◆ Aim of the task: Scan the records beneath this line for the line holding "pick between a" and the line holding "const CODE_PREFIX11_INDEX2: u8 = 0x0D;", then transcribe exactly those two and all lines between.

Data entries
====
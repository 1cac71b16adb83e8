//! The compact opcode abbreviation scheme
//!
//! An alternative, denser encoding that reserves first bytes 0x00-0x0F as
//! opcodes: fixed 3/7/11-byte prefixes, per-peer index references, and
//! index assignments piggybacked on prefixes or full addresses. Keeping a
//! replica of every neighbour's index table costs about 8 KiB per node,
//! so this implementation parses every opcode but allocates no indices:
//! assignments are acknowledged and dropped, and index references are
//! answered as unsupported so the sender falls back to a resolvable form.
//!
//! The emit side uses the recently-seen address cache to pick between a
//! 7-byte prefix (the receiver almost certainly knows the rest) and the
//! full address.

use tracing::debug;

use vajra_core::{FrameBuffer, FrameReader, NodeId, NODE_ID_LEN};

use crate::error::{CodecError, ConfigError};

const CODE_INDEX1: u8 = 0x01;
const CODE_PREFIX3: u8 = 0x05;
const CODE_PREFIX7: u8 = 0x06;
const CODE_PREFIX11: u8 = 0x07;
const CODE_FULL_INDEX1: u8 = 0x08;
const CODE_PREFIX3_INDEX1: u8 = 0x09;
const CODE_PREFIX7_INDEX1: u8 = 0x0A;
const CODE_PREFIX11_INDEX1: u8 = 0x0B;
const CODE_PREFIX11_INDEX2: u8 = 0x0D;
const CODE_FULL_INDEX2: u8 = 0x0E;
const CODE_BROADCAST: u8 = 0x0F;

/// Largest address cache: the index uses the first 24 bits of the id
const MAX_CACHE_SIZE: usize = 1 << 24;

/// Outcome of expanding one compact address
#[derive(Debug, Clone, Copy, PartialEq, Eq)]
pub enum CompactOutcome {
    /// The full identifier was recovered
    Resolved(NodeId),
    /// Link-local broadcast
    Broadcast,
    /// A prefix that is not in the cache; ask the sender to explain
    NeedsExplain,
    /// An opcode this node keeps no state for; tell the sender so it
    /// stops using it
    Unsupported(u8),
}

/// Direct-mapped cache of recently seen full identifiers
///
/// Conclusively resolving short prefixes needs a recently-seen cache:
/// without one, the birthday paradox and deliberately mined colliding
/// prefixes would let an attacker divert other nodes' traffic.
pub struct AddressCache {
    sids: Vec<NodeId>,
    shift: u32,
}

impl AddressCache {
    /// Create a cache with `size` slots (a power of two, at most 2^24)
    pub fn new(size: usize) -> Result<Self, ConfigError> {
        if size == 0 || size > MAX_CACHE_SIZE {
            return Err(ConfigError::CacheSizeOutOfRange(size));
        }
        if !size.is_power_of_two() {
            return Err(ConfigError::CacheSizeNotPowerOfTwo(size));
        }
        Ok(Self {
            sids: vec![NodeId::new([0u8; NODE_ID_LEN]); size],
            shift: 24 - size.trailing_zeros(),
        })
    }

    // Slot for an id, from its first 24 bits
    fn index(&self, id: &[u8]) -> usize {
        let key = (id[0] as u32) << 16 | (id[1] as u32) << 8 | id[2] as u32;
        (key >> self.shift) as usize
    }

    /// Note that an identifier was seen; returns whether it was already
    /// cached
    pub fn observe(&mut self, sid: &NodeId) -> bool {
        let index = self.index(sid.as_bytes());
        if self.sids[index] == *sid {
            return true;
        }
        self.sids[index] = *sid;
        false
    }

    /// Recover the full identifier behind a prefix, if its slot holds a
    /// matching entry
    pub fn lookup_prefix(&self, prefix: &[u8]) -> Option<NodeId> {
        let entry = self.sids[self.index(prefix)];
        (&entry.as_bytes()[..prefix.len()] == prefix).then_some(entry)
    }
}

/// Emit a compact encoding of an address
///
/// Identifiers the cache has seen recently go out as a 7-byte prefix; the
/// receiver has very likely cached them too. Everything else goes out in
/// full, which is also what teaches caches in the first place.
pub fn compact_address(
    cache: &mut AddressCache,
    out: &mut FrameBuffer,
    sid: &NodeId,
) -> Result<(), CodecError> {
    if !sid.is_wire_valid() {
        return Err(CodecError::ReservedAddress(sid.as_bytes()[0]));
    }

    if cache.observe(sid) {
        out.append_byte(CODE_PREFIX7)?;
        out.append_bytes(&sid.as_bytes()[..7])?;
    } else {
        out.append_bytes(sid.as_bytes())?;
    }
    Ok(())
}

/// Parse one compact address
///
/// Every opcode is consumed at its correct length even when the outcome is
/// `Unsupported`, so the rest of the frame stays parseable.
pub fn expand_compact(
    cache: &mut AddressCache,
    rdr: &mut FrameReader<'_>,
) -> Result<CompactOutcome, CodecError> {
    let code = rdr.peek_byte()?;
    match code {
        0x00 | 0x02 | 0x03 | 0x04 | 0x0C => {
            rdr.read_byte()?;
            debug!(code, "reserved compact address code");
            Ok(CompactOutcome::Unsupported(code))
        }

        CODE_INDEX1 => {
            rdr.read_byte()?;
            let index = rdr.read_byte()?;
            debug!(index, "index reference without an index table");
            Ok(CompactOutcome::Unsupported(code))
        }

        CODE_PREFIX3 | CODE_PREFIX3_INDEX1 => {
            let index_bytes = usize::from(code == CODE_PREFIX3_INDEX1);
            prefix_lookup(cache, rdr, 3, index_bytes)
        }

        CODE_PREFIX7 | CODE_PREFIX7_INDEX1 => {
            let index_bytes = usize::from(code == CODE_PREFIX7_INDEX1);
            prefix_lookup(cache, rdr, 7, index_bytes)
        }

        CODE_PREFIX11 | CODE_PREFIX11_INDEX1 | CODE_PREFIX11_INDEX2 => {
            let index_bytes = match code {
                CODE_PREFIX11_INDEX1 => 1,
                CODE_PREFIX11_INDEX2 => 2,
                _ => 0,
            };
            prefix_lookup(cache, rdr, 11, index_bytes)
        }

        CODE_FULL_INDEX1 | CODE_FULL_INDEX2 => {
            rdr.read_byte()?;
            let sid = read_full_id(rdr)?;
            let index_bytes = if code == CODE_FULL_INDEX2 { 2 } else { 1 };
            let index = read_index(rdr, index_bytes)?;
            debug!(sid = %sid, index, "ignoring index assignment");
            cache.observe(&sid);
            Ok(CompactOutcome::Resolved(sid))
        }

        CODE_BROADCAST => {
            rdr.read_byte()?;
            Ok(CompactOutcome::Broadcast)
        }

        // First byte >= 0x10: an unabbreviated address
        _ => {
            let sid = read_full_id(rdr)?;
            cache.observe(&sid);
            Ok(CompactOutcome::Resolved(sid))
        }
    }
}

fn read_full_id(rdr: &mut FrameReader<'_>) -> Result<NodeId, CodecError> {
    let mut bytes = [0u8; NODE_ID_LEN];
    bytes.copy_from_slice(rdr.read_bytes(NODE_ID_LEN)?);
    Ok(NodeId::new(bytes))
}

fn prefix_lookup(
    cache: &AddressCache,
    rdr: &mut FrameReader<'_>,
    prefix_len: usize,
    index_bytes: usize,
) -> Result<CompactOutcome, CodecError> {
    rdr.read_byte()?;
    let prefix = rdr.read_bytes(prefix_len)?;
    let index = read_index(rdr, index_bytes)?;

    match cache.lookup_prefix(prefix) {
        Some(sid) => {
            if index_bytes > 0 {
                // Resolvable now regardless; remembering the assignment
                // could only save bandwidth later
                debug!(sid = %sid, index, "ignoring index assignment");
            }
            Ok(CompactOutcome::Resolved(sid))
        }
        None => Ok(CompactOutcome::NeedsExplain),
    }
}

fn read_index(rdr: &mut FrameReader<'_>, index_bytes: usize) -> Result<u16, CodecError> {
    let mut index = 0u16;
    for _ in 0..index_bytes {
        index = index << 8 | rdr.read_byte()? as u16;
    }
    Ok(index)
}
====
◆ Response:
//! The emit side uses the recently-seen address cache to pick between a
//! 7-byte prefix (the receiver almost certainly knows the rest) and the
//! full address.

use tracing::debug;

use vajra_core::{FrameBuffer, FrameReader, NodeId, NODE_ID_LEN};

use crate::error::{CodecError, ConfigError};

const CODE_INDEX1: u8 = 0x01;
const CODE_PREFIX3: u8 = 0x05;
const CODE_PREFIX7: u8 = 0x06;
const CODE_PREFIX11: u8 = 0x07;
const CODE_FULL_INDEX1: u8 = 0x08;
const CODE_PREFIX3_INDEX1: u8 = 0x09;
const CODE_PREFIX7_INDEX1: u8 = 0x0A;
const CODE_PREFIX11_INDEX1: u8 = 0x0B;
const CODE_PREFIX11_INDEX2: u8 = 0x0D;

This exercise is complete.